Мария обнимает её черные плечи, нежно касается губами оперённого лба. Бадб вздрагивает, словно пробуждаясь ото сна, сжимает птичьей когтистой лапой мягкую ладонь Марии, осторожно, чтоб не поранить.
Дальше они идут рука об руку.
Туман расступается перед ними, расползается, как ветхая, на глазах истлевающая ткань. Бескрайние поля верещатника вокруг, серо-розовые, усыпанные мелкой колючей росой. Подол домашней юбки Марии тяжелеет, а кровавое пятно на груди расползается шире и шире. Мерно и медленно накатывает острый и свежий запах близкой воды, к нему примешивается стылость старых камней и могил.
– Если дьявол где и похоронен, – шепчет Мария, – то именно здесь.
Страх сотрясает её всю, и даже воли, даже любви к Бригитте уже недостаточно, чтобы продолжить путь. Бадб оборачивается к ней, едва проводит чёрными когтями по щеке в неумелой попытке ободрить.
– Не дьявол, Мария, нет, – шепчет она, чёрные перья в рукавах её платья взметаются, словно крылом укрывают Марию. – Есть те, кто старше его, есть те, кто хуже его. И они не похоронены, нет. Они ждут.
Легче не становится.
Каменные плиты под ногами зыбки, как болотная топь, и каждый шаг даётся тяжело, словно к ногам пушечные ядра приковали, словно впереди – Страшный суд, и нет надежды его отсрочить.
Мимо остовов стен, мимо провалов дверей и окон, мимо крестов. В тумане они выкрали время, выгадали расстояние, но всё равно опоздали.
За разрушенным сводом, среди арок уцелевшего внутреннего двора аббатства стоит Бригитта, глаза её закрыты, а лицо под тонкой корочкой изморози безмятежно, как во сне. Венок на её голове засох, оброс иголочками инея, серебряным обручем обхватил волосы – побелевшие, потерявшие чёрный цвет. А за спиной девочки стоит белая дева, сияющая, как ледяная статуя, облитая светом полной луны, и тонкие её руки лежат на плечах Бригитты, и ясные её глаза опущены на Бригитту, и тонкие красивые губы нашептывают Бригитте белые сны, полные стужи и покоя.
У неё лицо Бадб – искусная маска, за которой искрится бескрайняя пустота ночного неба.
Позади них чернеет огромное дерево, грозное, величественное, и даже в темноте кора его влажно отблескивает алым, словно напитанная тысячей и тысячей жертвоприношений.

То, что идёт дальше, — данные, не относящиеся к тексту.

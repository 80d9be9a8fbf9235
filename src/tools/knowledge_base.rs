//! 知识库检索工具：把 KnowledgeBase 能力暴露给分类器 LLM

use std::sync::Arc;

use async_trait::async_trait;
use serde_json::Value;

use crate::capabilities::KnowledgeBase;
use crate::core::CapabilityError;
use crate::tools::Tool;

pub const SEARCH_KNOWLEDGE_BASE: &str = "search_knowledge_base";

pub struct KnowledgeBaseTool {
    kb: Arc<dyn KnowledgeBase>,
}

impl KnowledgeBaseTool {
    pub fn new(kb: Arc<dyn KnowledgeBase>) -> Self {
        Self { kb }
    }
}

#[async_trait]
impl Tool for KnowledgeBaseTool {
    fn name(&self) -> &str {
        SEARCH_KNOWLEDGE_BASE
    }

    fn description(&self) -> &str {
        "Search the internal knowledge base for diagnostic information, runbooks, and module documentation. Args: {\"query\": \"text\"}"
    }

    fn parameters_schema(&self) -> Value {
        serde_json::json!({
            "type": "object",
            "properties": {
                "query": { "type": "string", "description": "What to look up" }
            },
            "required": ["query"]
        })
    }

    async fn execute(&self, args: Value) -> Result<String, CapabilityError> {
        let query = args
            .get("query")
            .and_then(|v| v.as_str())
            .map(str::trim)
            .filter(|q| !q.is_empty())
            .ok_or_else(|| CapabilityError::Malformed("missing 'query' argument".to_string()))?;
        self.kb.search(query).await
    }
}
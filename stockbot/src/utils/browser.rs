//! Opening the product page on the operator's desktop.

use std::io;
use std::process::Stdio;

use async_trait::async_trait;
use tokio::process::Command;
use tracing::debug;

#[cfg(windows)]
const CREATE_NO_WINDOW: u32 = 0x0800_0000;

#[async_trait]
pub trait BrowserOpener: Send + Sync {
    /// Launch the default browser on `url`. Returns once the launcher has started.
    async fn open(&self, url: &str) -> io::Result<()>;
}

/// Hands the URL to the platform's URL launcher.
#[derive(Debug, Default, Clone, Copy)]
pub struct SystemBrowser;

impl SystemBrowser {
    fn command(url: &str) -> Command {
        #[cfg(target_os = "macos")]
        let mut cmd = {
            let mut cmd = Command::new("open");
            cmd.arg(url);
            cmd
        };

        #[cfg(windows)]
        let mut cmd = {
            use std::os::windows::process::CommandExt;

            let mut cmd = Command::new("cmd");
            // `start` treats its first quoted argument as a window title.
            cmd.args(["/C", "start", ""]).arg(url);
            cmd.as_std_mut().creation_flags(CREATE_NO_WINDOW);
            cmd
        };

        #[cfg(not(any(target_os = "macos", windows)))]
        let mut cmd = {
            let mut cmd = Command::new("xdg-open");
            cmd.arg(url);
            cmd
        };

        cmd.stdin(Stdio::null())
            .stdout(Stdio::null())
            .stderr(Stdio::null());
        cmd
    }
}

#[async_trait]
impl BrowserOpener for SystemBrowser {
    async fn open(&self, url: &str) -> io::Result<()> {
        let child = Self::command(url).spawn()?;
        debug!(pid = ?child.id(), url, "Launched browser");
        Ok(())
    }
}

Древний ствол неведомой силой скручен спиралью, а корни аркой вздымаются из земли. Мнится: есть что-то за этой аркой, что-то, кроме земли и коры – ибо там, в темноте, не знавшей света, тает даже ледяное сияние белой девы.
Чёрные вздутые корни змеями обвивают ноги Бригитты, тянутся вверх, чтоб оплести, спеленать, поглотить, затянуть белую кожу корой; годовыми кольцами, словно жёстким корсетом, сдавить грудь, пережать горло, язык обратить в нарост лишайника, глаза – в мелкие сучки. Но в руках девочки, накрепко прижатых к груди, искрится что-то, тлеет угольком, отогревает от белого хлада, сдерживает чёрные корни. Даже ледяная дева за спиной Бригитты только и может, что нашептывать сказки, чтоб девочка сама разжала руки, сдалась, погрузилась в пучину вечного сна.
Запрокинув голову, отчаянно кричит Бадб, и вороний вопль её разбивает холодную неподвижную тишину. Вздрагивает Мария, в горсти сжимает деревянный крест на груди. Серебряный, кровящий без остановки, невыносимо холоден, чтобы даже помыслить о прикосновении к нему. Слов для молитвы не находится, да и закончилось время молитв.
Самайн развернул над озёрами и лесами свои крылья.
Время боли, время холода, время тайны.
Ресницы Бригитты дрожат, иней осыпается с них. Девочка медленно, слишком медленно выбирается из тенет чародейского сна. Ледяная дева за её спиной всё ещё улыбается безмятежно, вот только ясные глаза устремлены на Бадб, и плещется в них ярость метели.
– Отдай мою дочь! – кричит Бадб, и карканье бесчисленных воронов вторит хриплому, отчаянному голосу женщины. – Отдай мою дочь!
– Мама?
Голос Бригитты только угадывается, слишком тих он, слишком крепко сшиты её губы холодом. Сердце Марии болезненно сжимается – даже в этом тихом шепотке столько тепла, столько любви, сколько ни разу она, Мария, не слышала от Бригитты. Зависть и горечь покусывают пятки, но отступают, раздавленные смирением: она всего лишь жена её отца и никогда не заменит мать, как бы того ни хотела.
Но разве из-за этого будет она любить девочку меньше? Разве из-за этого меньше тепла отдаст ей?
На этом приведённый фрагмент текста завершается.